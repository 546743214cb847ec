//! Help overlay listing the keyboard shortcuts.
//!
//! Triggered by '?', dismissed by 'Esc' or '?'.

use super::constants::{HELP_POPUP_HEIGHT_PERCENT, HELP_POPUP_WIDTH_PERCENT};
use super::layout::centered_rect;
use super::styles::Palette;
use ratatui::{
    layout::{Alignment, Rect},
    style::Modifier,
    text::{Line, Span},
    widgets::{Block, Borders, Clear, Paragraph, Wrap},
    Frame,
};

/// Shortcut groups: (heading, [(keys, description)]).
const SECTIONS: &[(&str, &[(&str, &str)])] = &[
    (
        "Navigation",
        &[
            ("j/↓  k/↑", "Move selection"),
            ("Home/End", "First / last row"),
            ("Tab", "Switch between active and completed lists"),
            ("Enter", "Open list (edit item inside a list)"),
            ("Esc", "Close list or dialog"),
        ],
    ),
    (
        "Lists",
        &[
            ("n", "New list"),
            ("r", "Rename list"),
            ("d/Del", "Delete list or item"),
            ("c", "Mark list complete"),
            ("o", "Reopen list"),
            ("s", "Share list"),
        ],
    ),
    (
        "Items",
        &[
            ("a", "Add item"),
            ("e", "Edit item"),
            ("Space", "Check / uncheck item"),
            ("f", "Group by category"),
            ("S", "Cycle sort order"),
            ("g", "New category"),
        ],
    ),
    (
        "Application",
        &[
            ("?", "Toggle help"),
            ("L", "Toggle log pane"),
            ("q/Ctrl+C", "Quit"),
        ],
    ),
];

/// Render the help overlay centered over `area`.
pub fn render_help_overlay(frame: &mut Frame, area: Rect, palette: &Palette) {
    let popup_area = centered_rect(HELP_POPUP_WIDTH_PERCENT, HELP_POPUP_HEIGHT_PERCENT, area);
    frame.render_widget(Clear, popup_area);

    let help_paragraph = Paragraph::new(build_help_content(palette))
        .block(
            Block::default()
                .title(" Keyboard Shortcuts ")
                .borders(Borders::ALL)
                .border_style(palette.header),
        )
        .wrap(Wrap { trim: false })
        .alignment(Alignment::Left);
    frame.render_widget(help_paragraph, popup_area);

    let hint_area = Rect {
        x: popup_area.x,
        y: popup_area.y + popup_area.height.saturating_sub(1),
        width: popup_area.width,
        height: 1,
    };
    let hint = Paragraph::new(Line::from(Span::styled(
        " Press Esc or ? to close ",
        palette.muted.add_modifier(Modifier::DIM),
    )))
    .alignment(Alignment::Center);
    frame.render_widget(hint, hint_area);
}

fn build_help_content(palette: &Palette) -> Vec<Line<'static>> {
    let mut lines = Vec::new();
    for (n, (heading, shortcuts)) in SECTIONS.iter().enumerate() {
        if n > 0 {
            lines.push(Line::default());
        }
        lines.push(Line::from(Span::styled(*heading, palette.header)));
        for (keys, description) in *shortcuts {
            lines.push(Line::from(vec![
                Span::styled(format!("  {keys:<12}"), palette.key),
                Span::raw(*description),
            ]));
        }
    }
    lines
}

#[cfg(test)]
mod tests {
    use super::*;
    use ratatui::{backend::TestBackend, Terminal};

    fn render_to_string(width: u16, height: u16) -> String {
        let mut terminal = Terminal::new(TestBackend::new(width, height)).unwrap();
        let palette = Palette::default();
        terminal
            .draw(|frame| render_help_overlay(frame, frame.area(), &palette))
            .unwrap();
        let buffer = terminal.backend().buffer();
        let mut text = String::new();
        for y in 0..buffer.area.height {
            for x in 0..buffer.area.width {
                text.push_str(buffer[(x, y)].symbol());
            }
            text.push('\n');
        }
        text
    }

    #[test]
    fn shows_title_and_dismiss_hint() {
        let text = render_to_string(100, 50);
        assert!(text.contains("Keyboard Shortcuts"));
        assert!(text.contains("Press Esc or ? to close"));
    }

    #[test]
    fn lists_every_section() {
        let text = render_to_string(100, 50);
        for (heading, _) in SECTIONS {
            assert!(text.contains(heading), "missing section {heading}");
        }
        assert!(text.contains("Toggle log pane"));
    }

    #[test]
    fn small_terminal_does_not_panic() {
        let _ = render_to_string(20, 6);
    }
}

About this task: In the entries above, which lines hold the word "layout"? Copy them out.

Answer section:
use super::layout::centered_rect;
    layout::{Alignment, Rect},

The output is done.